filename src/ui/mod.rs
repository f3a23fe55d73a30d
pub mod panels;
pub mod plot;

> **WHAT IS BEING ASKED**
The answer is all of the material, given again exactly.

> **THE COMPLETED TASK**
filename src/ui/mod.rs
repository f3a23fe55d73a30d
pub mod panels;
pub mod plot;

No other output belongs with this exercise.